▶ [Material for this exercise]:

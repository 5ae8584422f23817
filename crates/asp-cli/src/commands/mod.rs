pub mod repo;

use std::collections::HashSet;
use std::path::{Path, PathBuf};

use anyhow::{Context, Result};
use asp_closure::{build_closure, Registry};
use asp_core::{
    build, install, project_lock_path, read_existing_lock, read_project_manifest, run_dev, run_global, run_project, BuildInput, CancellationToken, InstallInput,
    RunContext,
};
use asp_git::GitAdapter;
use asp_harness::{HarnessRegistry, RunOptions};
use asp_store::AspHome;
use asp_types::SpaceId;

use crate::render::{print_json, print_warnings};
use crate::reporter::{CliReporter, Reporter};
use crate::targets::{add_ref, require_target, write_project_manifest};

pub struct CommonPaths {
    pub project_dir: PathBuf,
    pub registry_dir: PathBuf,
    pub home: AspHome,
}

impl CommonPaths {
    pub fn new(project: Option<PathBuf>, registry: Option<PathBuf>, asp_home: Option<PathBuf>) -> Result<Self> {
        let project_dir = project.unwrap_or(std::env::current_dir()?);
        let registry_dir = registry.unwrap_or_else(|| project_dir.clone());
        let home = match asp_home {
            Some(root) => AspHome::new(root),
            None => AspHome::from_env(),
        };
        home.ensure_dirs().with_context(|| format!("preparing {}", home.root().display()))?;
        Ok(Self { project_dir, registry_dir, home })
    }
}

pub async fn run(
    paths: &CommonPaths,
    target_or_ref_or_path: &str,
    prompt: Option<String>,
    harness_id: &str,
    dry_run: bool,
    extra_args: Vec<String>,
    inherit_settings: bool,
    no_warnings: bool,
) -> Result<i32> {
    let harnesses = HarnessRegistry::default();
    let cancel = CancellationToken::new();
    let ctx = RunContext {
        home: &paths.home,
        harnesses: &harnesses,
        harness_id,
        run_lint: !no_warnings,
        dry_run,
        registry_url: format!("file://{}", paths.registry_dir.display()),
    };
    let options = RunOptions {
        model: None,
        permission_mode: None,
        setting_sources: if inherit_settings { Some("project".to_string()) } else { None },
        settings: None,
        debug_hooks: false,
        prompt,
        extra_args,
    };

    let result = if Path::new(target_or_ref_or_path).is_dir() {
        run_dev(&ctx, &paths.project_dir, target_or_ref_or_path, options, &cancel).await
    } else if target_or_ref_or_path.starts_with("space:") {
        run_global(&ctx, &paths.registry_dir, target_or_ref_or_path, options, &cancel).await
    } else {
        run_project(&ctx, &paths.project_dir, &paths.registry_dir, target_or_ref_or_path, options, &cancel).await
    };

    // Harness invocation failures propagate the harness's own exit code
    // rather than asp's generic failure code, so shells observe it
    // accurately (per the run/build propagation policy).
    let outcome = match result {
        Ok(outcome) => outcome,
        Err(asp_core::CoreError::HarnessExit { harness_id, exit_code }) => {
            eprintln!("error: {harness_id} exited with status {exit_code}");
            return Ok(exit_code);
        }
        Err(e) => return Err(e.into()),
    };

    if dry_run {
        println!("{}", asp_harness::render_command(&outcome.program, &outcome.argv));
    }
    if !no_warnings {
        print_warnings(&outcome.warnings);
    }
    Ok(outcome.exit_code.unwrap_or(0))
}

#[allow(clippy::too_many_arguments)]
pub async fn build_target(
    paths: &CommonPaths,
    target_name: &str,
    output_dir: &Path,
    harness_id: &str,
    clean: bool,
    auto_install: bool,
    run_lint: bool,
) -> Result<()> {
    let manifest = read_project_manifest(&paths.project_dir)?;
    let lock_path = project_lock_path(&paths.project_dir);
    let registry = Registry::new(GitAdapter::new(&paths.registry_dir), &paths.project_dir);
    let harnesses = HarnessRegistry::default();
    let cancel = CancellationToken::new();

    let input = BuildInput {
        lock_path: &lock_path,
        project_targets: &manifest.targets,
        target_name,
        output_dir,
        harness_id,
        clean,
        auto_install,
        run_lint,
        registry_url: format!("file://{}", paths.registry_dir.display()),
    };
    let outcome = build(&paths.home, &registry, &harnesses, input, &cancel).await?;
    println!("built {target_name} -> {}", outcome.output_dir.display());
    print_warnings(&outcome.warnings);
    Ok(())
}

pub async fn install_all(paths: &CommonPaths, target_names: Option<Vec<String>>) -> Result<()> {
    let manifest = read_project_manifest(&paths.project_dir)?;
    let lock_path = project_lock_path(&paths.project_dir);
    let registry = Registry::new(GitAdapter::new(&paths.registry_dir), &paths.project_dir);
    let cancel = CancellationToken::new();

    let input = InstallInput {
        lock_path: &lock_path,
        targets: &manifest.targets,
        target_names: target_names.as_deref(),
        update: false,
        upgrade_ids: None,
        registry_url: format!("file://{}", paths.registry_dir.display()),
    };
    let doc = install(&paths.home, &registry, input, &cancel).await?;
    println!("installed {} target(s) into {}", doc.targets.len(), lock_path.display());
    Ok(())
}

pub async fn upgrade(paths: &CommonPaths, space_id: Option<&str>, target_name: Option<&str>) -> Result<()> {
    let manifest = read_project_manifest(&paths.project_dir)?;
    let lock_path = project_lock_path(&paths.project_dir);
    let registry = Registry::new(GitAdapter::new(&paths.registry_dir), &paths.project_dir);
    let cancel = CancellationToken::new();

    let target_names = target_name.map(|t| vec![t.to_string()]);
    let upgrade_ids: Option<HashSet<SpaceId>> = space_id.map(|id| -> Result<HashSet<SpaceId>> {
        Ok(HashSet::from([SpaceId::parse(id).map_err(|e| anyhow::anyhow!("{e}"))?]))
    }).transpose()?;

    let input = InstallInput {
        lock_path: &lock_path,
        targets: &manifest.targets,
        target_names: target_names.as_deref(),
        update: true,
        upgrade_ids: upgrade_ids.as_ref(),
        registry_url: format!("file://{}", paths.registry_dir.display()),
    };
    let doc = install(&paths.home, &registry, input, &cancel).await?;
    println!("upgraded; lock now has {} target(s)", doc.targets.len());
    Ok(())
}

pub fn add(paths: &CommonPaths, space_ref: &str, target_name: &str) -> Result<()> {
    let mut manifest = read_project_manifest(&paths.project_dir)?;
    add_ref(&mut manifest, target_name, space_ref)?;
    write_project_manifest(&paths.project_dir, &manifest)?;
    println!("added {space_ref} to target {target_name:?}");
    Ok(())
}

pub fn remove(paths: &CommonPaths, space_id: &str, target_name: &str) -> Result<()> {
    let mut manifest = read_project_manifest(&paths.project_dir)?;
    let id = SpaceId::parse(space_id).map_err(|e| anyhow::anyhow!("{e}"))?;
    let target = require_target(&manifest, target_name)?;
    let remaining = asp_lock::remove_space_refs(target_name, &target.compose, &id)?;
    manifest.targets.get_mut(target_name).expect("checked above").compose = remaining;
    write_project_manifest(&paths.project_dir, &manifest)?;
    println!("removed {space_id} from target {target_name:?}");
    Ok(())
}

pub fn explain(paths: &CommonPaths, target_name: Option<&str>, json: bool) -> Result<()> {
    let manifest = read_project_manifest(&paths.project_dir)?;
    let lock_path = project_lock_path(&paths.project_dir);
    let lock = read_existing_lock(&lock_path)?;

    let names: Vec<String> = match target_name {
        Some(name) => vec![name.to_string()],
        None => manifest.targets.keys().cloned().collect(),
    };

    for name in names {
        require_target(&manifest, &name)?;
        let closure = match &lock {
            Some(doc) if doc.targets.contains_key(&name) => None,
            _ => {
                let registry = Registry::new(GitAdapter::new(&paths.registry_dir), &paths.project_dir);
                let target = require_target(&manifest, &name)?;
                Some(build_closure(&registry, &target.compose, None).with_context(|| format!("resolving target {name:?}"))?)
            }
        };

        if json {
            match (&lock, &closure) {
                (Some(doc), _) if doc.targets.contains_key(&name) => print_json(&doc.targets[&name])?,
                (_, Some(closure)) => print_json(&closure.load_order)?,
                _ => unreachable!("either the lock has this target or a closure was computed"),
            }
            continue;
        }

        println!("target: {name}");
        match (&lock, &closure) {
            (Some(doc), _) if doc.targets.contains_key(&name) => {
                let locked = &doc.targets[&name];
                for key in &locked.load_order {
                    println!("  {key}");
                }
            }
            (_, Some(closure)) => {
                for key in &closure.load_order {
                    println!("  {key} (unresolved; no lock entry yet)");
                }
            }
            _ => {}
        }
        println!();
    }
    Ok(())
}

pub fn harnesses(json: bool) -> Result<()> {
    let registry = HarnessRegistry::default();
    if json {
        let results: Vec<_> = registry.ids().into_iter().map(|id| {
            let adapter = registry.get(&id).expect("id came from the registry itself");
            let detect = adapter.detect();
            serde_json::json!({
                "id": id,
                "name": adapter.name(),
                "models": adapter.models(),
                "available": detect.available,
                "version": detect.version,
            })
        }).collect();
        print_json(&results)?;
        return Ok(());
    }
    for id in registry.ids() {
        let adapter = registry.get(&id).expect("id came from the registry itself");
        let detect = adapter.detect();
        let status = if detect.available { "available" } else { "not found" };
        println!("{id} ({}): {status}", adapter.name());
    }
    Ok(())
}

pub fn doctor(home: &AspHome, json: bool) -> Result<()> {
    let registry = HarnessRegistry::default();
    let mut reporter = CliReporter;
    let harness_reports: Vec<_> = registry.ids().into_iter().map(|id| {
        let adapter = registry.get(&id).expect("id came from the registry itself");
        let detect = adapter.detect();
        if !detect.available {
            reporter.warn(&format!("{id} not detected: {}", detect.error.as_deref().unwrap_or("not found on PATH")));
        }
        (id, detect)
    }).collect();

    if json {
        print_json(&serde_json::json!({
            "os": std::env::consts::OS,
            "arch": std::env::consts::ARCH,
            "asp_home": home.root(),
            "harnesses": harness_reports.iter().map(|(id, d)| serde_json::json!({
                "id": id, "available": d.available, "version": d.version, "path": d.path,
            })).collect::<Vec<_>>(),
        }))?;
        return Ok(());
    }

    println!("os: {}", std::env::consts::OS);
    println!("arch: {}", std::env::consts::ARCH);
    println!("asp_home: {}", home.root().display());
    println!();
    for (id, detect) in &harness_reports {
        let version = detect.version.as_deref().unwrap_or("unknown");
        println!("{id}: {} ({version})", if detect.available { "available" } else { "not found" });
    }
    Ok(())
}

pub fn lint(paths: &CommonPaths, target_name: Option<&str>, json: bool) -> Result<()> {
    let manifest = read_project_manifest(&paths.project_dir)?;
    let lock_path = project_lock_path(&paths.project_dir);
    let lock_present = lock_path.is_file();

    let names: Vec<String> = match target_name {
        Some(name) => vec![name.to_string()],
        None => manifest.targets.keys().cloned().collect(),
    };

    let registry = Registry::new(GitAdapter::new(&paths.registry_dir), &paths.project_dir);
    let mut warnings = Vec::new();
    for name in &names {
        let target = require_target(&manifest, name)?;
        let closure = build_closure(&registry, &target.compose, None).with_context(|| format!("resolving target {name:?}"))?;
        let spaces = closure
            .load_order
            .iter()
            .map(|key| asp_lint::LintSpace { key: key.clone(), manifest: closure.resolved[key].manifest.clone(), plugin_path: paths.registry_dir.join("spaces").join(key.id.as_str()) })
            .collect();
        let mut ctx = asp_lint::LintContext::new(spaces);
        ctx.lock_present = lock_present;
        warnings.extend(asp_lint::run(&ctx));
    }
    warnings.sort_by(|a, b| a.code.cmp(&b.code));

    if json {
        print_json(&warnings)?;
    } else {
        print_warnings(&warnings);
    }
    Ok(())
}

pub fn path(paths: &CommonPaths, space_id: &str) -> Result<()> {
    let id = SpaceId::parse(space_id).map_err(|e| anyhow::anyhow!("{e}"))?;
    let dir = paths.registry_dir.join("spaces").join(id.as_str());
    println!("{}", dir.display());
    Ok(())
}

pub fn completions(shell: clap_complete::Shell, cmd: &mut clap::Command) {
    clap_complete::generate(shell, cmd, "asp", &mut std::io::stdout());
}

▶ [Task item]: Examine the records and pull out every line where the string "compose" occurs.

▶ [Response to this exercise]:
    let remaining = asp_lock::remove_space_refs(target_name, &target.compose, &id)?;
    manifest.targets.get_mut(target_name).expect("checked above").compose = remaining;
                Some(build_closure(&registry, &target.compose, None).with_context(|| format!("resolving target {name:?}"))?)
        let closure = build_closure(&registry, &target.compose, None).with_context(|| format!("resolving target {name:?}"))?;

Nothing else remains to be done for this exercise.